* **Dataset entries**
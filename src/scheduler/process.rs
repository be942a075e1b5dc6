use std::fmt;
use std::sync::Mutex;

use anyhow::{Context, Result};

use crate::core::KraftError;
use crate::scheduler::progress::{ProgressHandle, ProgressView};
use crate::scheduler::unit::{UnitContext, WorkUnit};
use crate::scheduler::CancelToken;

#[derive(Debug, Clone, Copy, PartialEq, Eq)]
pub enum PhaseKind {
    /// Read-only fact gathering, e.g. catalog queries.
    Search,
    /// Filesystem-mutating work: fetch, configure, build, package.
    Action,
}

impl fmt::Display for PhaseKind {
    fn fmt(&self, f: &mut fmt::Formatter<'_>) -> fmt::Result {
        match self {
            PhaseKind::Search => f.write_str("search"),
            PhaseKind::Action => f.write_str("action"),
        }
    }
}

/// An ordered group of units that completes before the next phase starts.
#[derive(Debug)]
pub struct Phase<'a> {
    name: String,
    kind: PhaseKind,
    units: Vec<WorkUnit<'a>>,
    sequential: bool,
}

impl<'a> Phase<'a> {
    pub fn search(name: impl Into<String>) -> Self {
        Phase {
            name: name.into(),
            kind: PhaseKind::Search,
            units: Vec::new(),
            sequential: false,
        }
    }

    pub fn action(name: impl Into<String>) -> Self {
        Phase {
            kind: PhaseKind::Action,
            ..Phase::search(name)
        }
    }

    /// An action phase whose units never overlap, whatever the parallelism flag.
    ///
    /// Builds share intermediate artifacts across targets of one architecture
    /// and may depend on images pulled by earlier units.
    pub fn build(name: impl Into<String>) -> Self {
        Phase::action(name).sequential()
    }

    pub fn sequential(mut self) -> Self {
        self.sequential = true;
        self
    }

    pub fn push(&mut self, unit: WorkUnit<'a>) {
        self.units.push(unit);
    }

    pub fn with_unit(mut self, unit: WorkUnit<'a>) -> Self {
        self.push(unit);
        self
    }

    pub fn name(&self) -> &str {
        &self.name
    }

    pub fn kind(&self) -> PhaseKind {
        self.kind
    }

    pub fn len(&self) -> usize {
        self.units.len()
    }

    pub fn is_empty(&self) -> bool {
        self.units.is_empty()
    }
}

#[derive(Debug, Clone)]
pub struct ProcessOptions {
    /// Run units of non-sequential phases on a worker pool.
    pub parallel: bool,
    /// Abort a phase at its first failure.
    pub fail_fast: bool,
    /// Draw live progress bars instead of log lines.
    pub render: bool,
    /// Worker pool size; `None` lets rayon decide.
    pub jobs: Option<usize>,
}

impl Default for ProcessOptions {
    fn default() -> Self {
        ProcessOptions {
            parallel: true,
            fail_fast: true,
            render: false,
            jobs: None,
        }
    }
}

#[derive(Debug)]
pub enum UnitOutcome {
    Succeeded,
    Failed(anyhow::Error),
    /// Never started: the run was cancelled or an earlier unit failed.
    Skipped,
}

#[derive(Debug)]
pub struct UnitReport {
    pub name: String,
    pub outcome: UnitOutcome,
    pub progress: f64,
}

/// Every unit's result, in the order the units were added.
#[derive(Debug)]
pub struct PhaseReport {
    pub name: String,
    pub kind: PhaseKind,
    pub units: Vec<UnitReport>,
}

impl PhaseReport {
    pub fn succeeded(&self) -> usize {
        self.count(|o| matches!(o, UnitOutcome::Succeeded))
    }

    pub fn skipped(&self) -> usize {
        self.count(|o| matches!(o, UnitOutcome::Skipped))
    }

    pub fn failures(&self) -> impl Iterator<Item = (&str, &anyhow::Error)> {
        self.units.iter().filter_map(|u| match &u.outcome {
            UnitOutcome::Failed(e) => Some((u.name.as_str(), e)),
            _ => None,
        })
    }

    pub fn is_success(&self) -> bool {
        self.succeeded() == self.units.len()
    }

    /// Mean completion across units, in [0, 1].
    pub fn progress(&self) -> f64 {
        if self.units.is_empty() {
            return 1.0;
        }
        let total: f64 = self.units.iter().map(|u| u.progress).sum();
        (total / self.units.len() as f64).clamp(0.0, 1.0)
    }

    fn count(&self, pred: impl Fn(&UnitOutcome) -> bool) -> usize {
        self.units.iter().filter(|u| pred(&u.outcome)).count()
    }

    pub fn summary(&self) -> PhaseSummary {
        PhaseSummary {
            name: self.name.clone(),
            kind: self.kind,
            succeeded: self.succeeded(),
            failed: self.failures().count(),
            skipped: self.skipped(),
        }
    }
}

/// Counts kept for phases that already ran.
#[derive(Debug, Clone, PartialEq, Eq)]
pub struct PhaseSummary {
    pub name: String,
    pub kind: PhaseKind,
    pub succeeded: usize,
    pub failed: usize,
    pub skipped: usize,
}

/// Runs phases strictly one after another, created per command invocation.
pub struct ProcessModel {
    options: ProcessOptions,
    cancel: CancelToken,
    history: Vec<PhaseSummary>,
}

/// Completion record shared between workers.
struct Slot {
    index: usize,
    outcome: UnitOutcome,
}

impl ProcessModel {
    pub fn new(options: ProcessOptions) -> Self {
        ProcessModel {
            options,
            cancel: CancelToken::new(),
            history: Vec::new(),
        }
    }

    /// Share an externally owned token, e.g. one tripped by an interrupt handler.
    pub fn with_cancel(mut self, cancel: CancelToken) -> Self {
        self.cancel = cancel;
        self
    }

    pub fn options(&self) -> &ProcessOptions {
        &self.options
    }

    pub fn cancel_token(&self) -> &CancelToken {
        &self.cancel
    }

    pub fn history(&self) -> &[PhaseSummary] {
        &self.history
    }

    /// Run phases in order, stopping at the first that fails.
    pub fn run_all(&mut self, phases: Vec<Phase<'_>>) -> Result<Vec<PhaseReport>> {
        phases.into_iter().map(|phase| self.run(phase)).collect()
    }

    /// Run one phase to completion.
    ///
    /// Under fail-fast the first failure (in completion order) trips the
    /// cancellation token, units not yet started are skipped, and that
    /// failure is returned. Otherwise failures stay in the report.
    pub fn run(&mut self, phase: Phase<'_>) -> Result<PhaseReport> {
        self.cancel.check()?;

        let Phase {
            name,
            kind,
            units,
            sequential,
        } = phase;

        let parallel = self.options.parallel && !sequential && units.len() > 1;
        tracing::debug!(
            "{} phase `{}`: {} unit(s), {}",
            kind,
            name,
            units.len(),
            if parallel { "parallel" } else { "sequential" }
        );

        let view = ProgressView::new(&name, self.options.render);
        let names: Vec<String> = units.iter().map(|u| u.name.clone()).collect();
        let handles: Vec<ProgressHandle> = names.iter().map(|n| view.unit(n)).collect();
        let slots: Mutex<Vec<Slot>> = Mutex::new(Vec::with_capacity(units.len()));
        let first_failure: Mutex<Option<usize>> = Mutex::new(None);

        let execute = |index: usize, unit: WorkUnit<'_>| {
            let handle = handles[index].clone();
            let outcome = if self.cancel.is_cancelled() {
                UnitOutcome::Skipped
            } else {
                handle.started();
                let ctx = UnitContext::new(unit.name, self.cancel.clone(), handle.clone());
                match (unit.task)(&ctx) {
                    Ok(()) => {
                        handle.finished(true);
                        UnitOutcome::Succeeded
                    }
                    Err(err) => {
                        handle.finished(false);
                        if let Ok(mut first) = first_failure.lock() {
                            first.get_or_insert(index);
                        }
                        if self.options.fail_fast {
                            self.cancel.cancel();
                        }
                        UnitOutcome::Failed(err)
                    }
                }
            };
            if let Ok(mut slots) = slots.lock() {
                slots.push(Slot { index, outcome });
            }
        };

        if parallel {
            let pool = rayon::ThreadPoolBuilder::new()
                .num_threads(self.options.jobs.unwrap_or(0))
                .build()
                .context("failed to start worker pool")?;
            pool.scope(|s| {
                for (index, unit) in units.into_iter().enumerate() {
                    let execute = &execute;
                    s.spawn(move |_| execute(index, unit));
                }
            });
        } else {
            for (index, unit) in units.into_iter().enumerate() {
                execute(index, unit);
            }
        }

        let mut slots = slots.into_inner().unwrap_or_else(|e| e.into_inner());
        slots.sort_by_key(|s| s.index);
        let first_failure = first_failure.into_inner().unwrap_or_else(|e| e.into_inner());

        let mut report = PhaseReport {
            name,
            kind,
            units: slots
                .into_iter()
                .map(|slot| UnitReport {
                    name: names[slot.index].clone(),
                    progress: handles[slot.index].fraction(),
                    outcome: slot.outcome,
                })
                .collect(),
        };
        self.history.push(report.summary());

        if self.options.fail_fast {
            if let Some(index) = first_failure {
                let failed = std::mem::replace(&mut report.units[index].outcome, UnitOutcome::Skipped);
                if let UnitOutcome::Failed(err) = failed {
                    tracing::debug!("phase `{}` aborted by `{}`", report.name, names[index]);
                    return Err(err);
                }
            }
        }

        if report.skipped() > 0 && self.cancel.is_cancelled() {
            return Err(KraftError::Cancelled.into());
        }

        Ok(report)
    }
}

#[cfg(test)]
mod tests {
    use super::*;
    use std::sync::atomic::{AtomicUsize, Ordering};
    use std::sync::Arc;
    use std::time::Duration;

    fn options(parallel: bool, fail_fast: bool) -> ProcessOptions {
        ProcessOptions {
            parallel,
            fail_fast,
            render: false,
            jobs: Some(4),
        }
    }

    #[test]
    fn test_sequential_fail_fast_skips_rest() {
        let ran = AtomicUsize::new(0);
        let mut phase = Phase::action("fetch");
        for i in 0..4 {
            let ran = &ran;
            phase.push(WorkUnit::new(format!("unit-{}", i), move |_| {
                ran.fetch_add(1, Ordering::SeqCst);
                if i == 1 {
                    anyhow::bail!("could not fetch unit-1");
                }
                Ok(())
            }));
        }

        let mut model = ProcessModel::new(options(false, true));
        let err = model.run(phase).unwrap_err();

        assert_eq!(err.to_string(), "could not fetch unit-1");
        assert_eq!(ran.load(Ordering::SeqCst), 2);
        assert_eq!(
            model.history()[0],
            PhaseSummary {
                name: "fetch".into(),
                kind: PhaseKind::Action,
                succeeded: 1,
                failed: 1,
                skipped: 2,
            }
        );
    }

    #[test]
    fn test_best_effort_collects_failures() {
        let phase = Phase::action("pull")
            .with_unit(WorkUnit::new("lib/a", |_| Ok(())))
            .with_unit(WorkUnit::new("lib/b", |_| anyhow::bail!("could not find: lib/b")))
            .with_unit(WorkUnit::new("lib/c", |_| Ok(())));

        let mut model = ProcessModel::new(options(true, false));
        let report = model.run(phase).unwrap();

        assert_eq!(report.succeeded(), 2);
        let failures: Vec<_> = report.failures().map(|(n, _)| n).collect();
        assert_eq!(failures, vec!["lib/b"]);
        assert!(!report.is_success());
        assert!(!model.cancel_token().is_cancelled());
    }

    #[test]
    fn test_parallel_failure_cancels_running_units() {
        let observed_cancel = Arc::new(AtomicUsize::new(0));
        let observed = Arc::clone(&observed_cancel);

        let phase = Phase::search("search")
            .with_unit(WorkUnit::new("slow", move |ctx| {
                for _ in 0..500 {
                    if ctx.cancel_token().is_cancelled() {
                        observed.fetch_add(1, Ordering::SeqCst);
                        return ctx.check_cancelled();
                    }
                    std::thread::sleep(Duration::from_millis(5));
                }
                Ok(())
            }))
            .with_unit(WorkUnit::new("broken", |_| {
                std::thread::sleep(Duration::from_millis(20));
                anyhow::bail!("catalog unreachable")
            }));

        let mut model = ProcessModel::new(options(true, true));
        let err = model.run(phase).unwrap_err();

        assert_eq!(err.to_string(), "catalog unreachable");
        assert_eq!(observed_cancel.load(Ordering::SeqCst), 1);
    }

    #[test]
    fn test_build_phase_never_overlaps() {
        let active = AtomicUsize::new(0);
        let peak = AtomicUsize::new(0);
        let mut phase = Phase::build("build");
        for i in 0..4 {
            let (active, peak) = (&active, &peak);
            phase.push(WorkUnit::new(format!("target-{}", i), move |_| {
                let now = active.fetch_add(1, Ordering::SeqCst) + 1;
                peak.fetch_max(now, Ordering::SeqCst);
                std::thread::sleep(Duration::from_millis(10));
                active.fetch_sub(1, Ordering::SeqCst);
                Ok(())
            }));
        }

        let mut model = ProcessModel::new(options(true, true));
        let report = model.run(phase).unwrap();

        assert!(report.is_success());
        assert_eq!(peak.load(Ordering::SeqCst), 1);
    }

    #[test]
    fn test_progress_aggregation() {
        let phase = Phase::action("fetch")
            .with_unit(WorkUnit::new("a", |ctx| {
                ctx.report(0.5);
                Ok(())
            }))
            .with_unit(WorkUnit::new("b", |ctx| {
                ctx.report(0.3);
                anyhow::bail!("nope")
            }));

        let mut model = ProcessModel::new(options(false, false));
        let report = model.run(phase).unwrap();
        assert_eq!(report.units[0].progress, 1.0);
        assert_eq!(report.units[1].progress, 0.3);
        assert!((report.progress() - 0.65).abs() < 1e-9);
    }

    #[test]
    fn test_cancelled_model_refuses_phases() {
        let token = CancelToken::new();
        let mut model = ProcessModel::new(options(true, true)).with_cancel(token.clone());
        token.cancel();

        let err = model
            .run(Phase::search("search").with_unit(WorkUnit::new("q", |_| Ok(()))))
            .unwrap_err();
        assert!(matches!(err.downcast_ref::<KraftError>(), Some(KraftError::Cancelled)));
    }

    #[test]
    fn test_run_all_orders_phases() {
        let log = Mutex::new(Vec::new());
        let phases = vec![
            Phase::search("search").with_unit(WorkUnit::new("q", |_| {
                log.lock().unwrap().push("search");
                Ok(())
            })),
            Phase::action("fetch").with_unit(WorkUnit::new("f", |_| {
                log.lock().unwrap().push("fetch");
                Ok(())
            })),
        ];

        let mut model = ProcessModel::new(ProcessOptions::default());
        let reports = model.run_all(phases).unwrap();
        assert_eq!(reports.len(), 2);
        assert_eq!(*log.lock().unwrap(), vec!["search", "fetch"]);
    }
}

* **Exercise objective**
Of the lines above, extract only those from the line with "impl Default for" to the line with "earlier unit failed.", both included, exactly as written.

* **Solution for this problem**
impl Default for ProcessOptions {
    fn default() -> Self {
        ProcessOptions {
            parallel: true,
            fail_fast: true,
            render: false,
            jobs: None,
        }
    }
}

#[derive(Debug)]
pub enum UnitOutcome {
    Succeeded,
    Failed(anyhow::Error),
    /// Never started: the run was cancelled or an earlier unit failed.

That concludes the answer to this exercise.